Search code examples
pythonpython-2.7tensorflowredhat

Can TensorFlow run with multiple CPUs (no GPUs)?


I'm trying to learn distributed TensorFlow. Tried out a piece code as explained here:

with tf.device("/cpu:0"):
    W = tf.Variable(tf.zeros([784, 10]))
    b = tf.Variable(tf.zeros([10]))

with tf.device("/cpu:1"):
    y = tf.nn.softmax(tf.matmul(x, W) + b)
    loss = tf.reduce_mean(-tf.reduce_sum(y_ * tf.log(y), reduction_indices=[1]))

Getting the following error:

tensorflow.python.framework.errors_impl.InvalidArgumentError: Cannot assign a device for operation 'MatMul': Operation was explicitly assigned to /device:CPU:1 but available devices are [ /job:localhost/replica:0/task:0/cpu:0 ]. Make sure the device specification refers to a valid device.
     [[Node: MatMul = MatMul[T=DT_FLOAT, transpose_a=false, transpose_b=false, _device="/device:CPU:1"](Placeholder, Variable/read)]]

Meaning that TensorFlow does not recognize CPU:1.

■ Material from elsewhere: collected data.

/*!
Authenticated encryption declarations and parameter shapes.
*/

use std::sync::Arc;

use crate::core::error::Result;
use crate::core::params::Parameters;
use crate::core::provider::AlgorithmId;
use crate::operations::cipher::Cipher;
use crate::operations::key::KeyGenerator;

pub const CHACHA20_POLY1305: AlgorithmId<dyn Aead> = AlgorithmId::new("ChaCha20-Poly1305");

/// Operation surface of an authenticated cipher algorithm.
pub trait Aead: Send + Sync {
    fn key_generator(
        &self,
        parameters: SymmetricKeyParameters,
    ) -> Result<Arc<dyn KeyGenerator<AeadKey>>>;
}

/// Key generation parameters for symmetric algorithms.
#[derive(Debug, Clone, Copy, PartialEq, Eq)]
pub struct SymmetricKeyParameters {
    pub size_bits: u32,
}

impl Default for SymmetricKeyParameters {
    fn default() -> Self {
        Self { size_bits: 256 }
    }
}

pub struct SymmetricKeyParametersBuilder {
    pub size_bits: u32,
}

impl From<SymmetricKeyParameters> for SymmetricKeyParametersBuilder {
    fn from(base: SymmetricKeyParameters) -> Self {
        Self {
            size_bits: base.size_bits,
        }
    }
}

impl Parameters for SymmetricKeyParameters {
    type Builder = SymmetricKeyParametersBuilder;

    fn from_builder(builder: Self::Builder) -> Self {
        Self {
            size_bits: builder.size_bits,
        }
    }
}

/// Cipher parameters for authenticated encryption.
#[derive(Debug, Clone, Copy, PartialEq, Eq)]
pub struct AeadParameters {
    pub tag_size_bits: u32,
}

impl Default for AeadParameters {
    fn default() -> Self {
        Self { tag_size_bits: 128 }
    }
}

pub struct AeadParametersBuilder {
    pub tag_size_bits: u32,
}

impl From<AeadParameters> for AeadParametersBuilder {
    fn from(base: AeadParameters) -> Self {
        Self {
            tag_size_bits: base.tag_size_bits,
        }
    }
}

impl Parameters for AeadParameters {
    type Builder = AeadParametersBuilder;

    fn from_builder(builder: Self::Builder) -> Self {
        Self {
            tag_size_bits: builder.tag_size_bits,
        }
    }
}

/// Factory the engine supplies for deriving ciphers from a key.
pub trait CipherFactory: Send + Sync {
    /// Fails with `UnsupportedParameterValue` before the engine is ever
    /// invoked in an undefined state.
    fn cipher(&self, parameters: &AeadParameters) -> Result<Arc<dyn Cipher>>;
}

/// A generated symmetric key. The key material stays inside the engine;
/// callers only derive cipher instances from it.
#[derive(Clone)]
pub struct AeadKey {
    factory: Arc<dyn CipherFactory>,
}

impl AeadKey {
    /// Called by engines when a key is generated or imported.
    pub fn new(factory: Arc<dyn CipherFactory>) -> Self {
        Self { factory }
    }

    pub fn cipher(&self, parameters: AeadParameters) -> Result<Arc<dyn Cipher>> {
        self.factory.cipher(&parameters)
    }

    pub fn cipher_default(&self) -> Result<Arc<dyn Cipher>> {
        self.cipher(AeadParameters::default())
    }
}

I'm running on a RedHat server with 40 CPUs (cat /proc/cpuinfo | grep processor | wc -l).

Any ideas?


Solution

  • Following the link in the comment:

    Turns out the session should be configured to have device count > 1:

    config = tf.ConfigProto(device_count={"CPU": 8})
    with tf.Session(config=config) as sess:
       ...
    

    Kind of shocking that I missed something so basic, and no one could pinpoint to an error which seems too obvious.

    Not sure if it's a problem with me or the TensorFlow code samples and documentation. Since it's Google, I'll have to say that it's me.